A little voice wants me to give up, it's been years, she's showing no signs of waking up. If I let her go, he'll have nothing to hold over me.

I've said it before that my mother will never be collateral damage... I'm numb and in shock. I don't know what to do.

"When will you get married?" My voice is shaky and tiny, I feel invisible just like how he has painted me to be.

"I don't know. The date hasn't been set yet. We can go house hunting tomorrow but... You'll have to be in the shadows. Since news of my engagement is already out, they'll believe we're getting separated-"

"Which is what we should be doing," I tried to tell him.
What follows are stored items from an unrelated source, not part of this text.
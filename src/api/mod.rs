pub mod client;
pub mod events;
pub mod models;
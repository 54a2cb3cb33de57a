use thiserror::Error;

use crate::messaging::ConversationKey;

/// Failures crossing the data-access boundary (REST, realtime feed, local cache).
#[derive(Debug, Error)]
pub enum RepositoryError {
    #[error("http request failed: {0}")]
    Http(#[from] reqwest::Error),
    #[error("backend answered HTTP {status} for {endpoint}")]
    Status { status: u16, endpoint: String },
    #[error("realtime connection failed: {0}")]
    WebSocket(#[from] tokio_tungstenite::tungstenite::Error),
    #[error("invalid backend url: {0}")]
    Url(#[from] url::ParseError),
    #[error("malformed backend payload: {0}")]
    Json(#[from] serde_json::Error),
    #[error("local cache error: {0}")]
    Sqlite(#[from] rusqlite::Error),
    #[error("io error: {0}")]
    Io(#[from] std::io::Error),
    #[error("backend returned no row for {0}")]
    EmptyResponse(String),
    #[error("conversation '{0}' is not cached")]
    UnknownConversation(String),
    #[error("no data directory available")]
    NoDataDir,
}

#[derive(Debug, Error)]
pub enum MessagingError {
    /// The key does not name a conversation in the store. Indicates a UI wiring bug.
    #[error("conversation '{0}' not found")]
    NotFound(ConversationKey),
    #[error("no conversation with backend id '{0}'")]
    UnknownConversationId(String),
    #[error("message text is empty")]
    EmptyText,
    #[error("backend returned no conversations")]
    NoConversations,
    #[error(transparent)]
    Repository(#[from] RepositoryError),
}

pub type Result<T, E = MessagingError> = std::result::Result<T, E>;

/// Anything that ends an interactive session.
#[derive(Debug, Error)]
pub enum SessionError {
    #[error("terminal io failed: {0}")]
    Io(#[from] std::io::Error),
    #[error(transparent)]
    Messaging(#[from] MessagingError),
    #[error(transparent)]
    Repository(#[from] RepositoryError),
}
use std::borrow::Borrow;
use std::fmt;

use crate::error::{MessagingError, Result};

/// Opaque message identity. Local appends use `local-<n>`, backend rows keep their own id.
#[derive(Debug, Clone, PartialEq, Eq, Hash)]
pub struct MessageId(String);

impl MessageId {
    pub fn new(raw: impl Into<String>) -> Self {
        Self(raw.into())
    }

    pub fn local(seq: u64) -> Self {
        Self(format!("local-{seq}"))
    }

    pub fn as_str(&self) -> &str {
        &self.0
    }

    pub fn is_local(&self) -> bool {
        self.0.starts_with("local-")
    }
}

impl fmt::Display for MessageId {
    fn fmt(&self, f: &mut fmt::Formatter<'_>) -> fmt::Result {
        f.write_str(&self.0)
    }
}

/// Peer or group display name; doubles as the conversation's key in the store.
#[derive(Debug, Clone, PartialEq, Eq, Hash, PartialOrd, Ord)]
pub struct ConversationKey(String);

impl ConversationKey {
    pub fn new(name: impl Into<String>) -> Self {
        Self(name.into())
    }

    pub fn as_str(&self) -> &str {
        &self.0
    }
}

impl fmt::Display for ConversationKey {
    fn fmt(&self, f: &mut fmt::Formatter<'_>) -> fmt::Result {
        f.write_str(&self.0)
    }
}

impl From<&str> for ConversationKey {
    fn from(value: &str) -> Self {
        Self::new(value)
    }
}

impl From<String> for ConversationKey {
    fn from(value: String) -> Self {
        Self(value)
    }
}

impl Borrow<str> for ConversationKey {
    fn borrow(&self) -> &str {
        &self.0
    }
}

/// A single chat entry. Immutable once built.
#[derive(Debug, Clone, PartialEq, Eq)]
pub struct Message {
    id: MessageId,
    sender: String,
    text: String,
    is_own: bool,
}

impl Message {
    pub fn new(
        id: MessageId,
        sender: impl Into<String>,
        text: impl Into<String>,
        is_own: bool,
    ) -> Self {
        Self {
            id,
            sender: sender.into(),
            text: text.into(),
            is_own,
        }
    }

    pub fn id(&self) -> &MessageId {
        &self.id
    }

    pub fn sender(&self) -> &str {
        &self.sender
    }

    pub fn text(&self) -> &str {
        &self.text
    }

    pub fn is_own(&self) -> bool {
        self.is_own
    }
}

/// Rejects text that is empty once surrounding whitespace is removed.
pub fn validate_text(text: &str) -> Result<&str> {
    if text.trim().is_empty() {
        return Err(MessagingError::EmptyText);
    }
    Ok(text)
}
"That's not anyone's decision to make but mine," he's standing before me again reaching for my hands and I shiver when he holds me. The tears rolled down my cheeks effortlessly, my heart weeping in his bitter sweet embrace.

His hands unzip my dress, sliding into my gown caressing and holding my skin so passionately as he kisses my neck. "Are you upset?"

Upset is an insult to what I feel. I don't even have the right to be upset. I am ashamed, I am hurt, I am bruised, I am in chains and unable to breathe without the reality of my stuck up position choking meaning.

"What can I do to make it up to you?"

Love me.

Choose me.

Want me.

Need me.

"If there's anything you want, I'll get it or do you want us to do it raw tonight? I know you like that. What are the chances that you'll get pregnant for me?"

Whenever he says that, my heart always does a flip but today, it's different. Can I really raise a child in this loveless pretentious contract relationship?

No, tonight is all about me.

"I want you... to cum inside me tonight," I'm trembling with a clenched fist as I make my demand. "All night long."

If he won't give me his love, he can as well give me a part of him.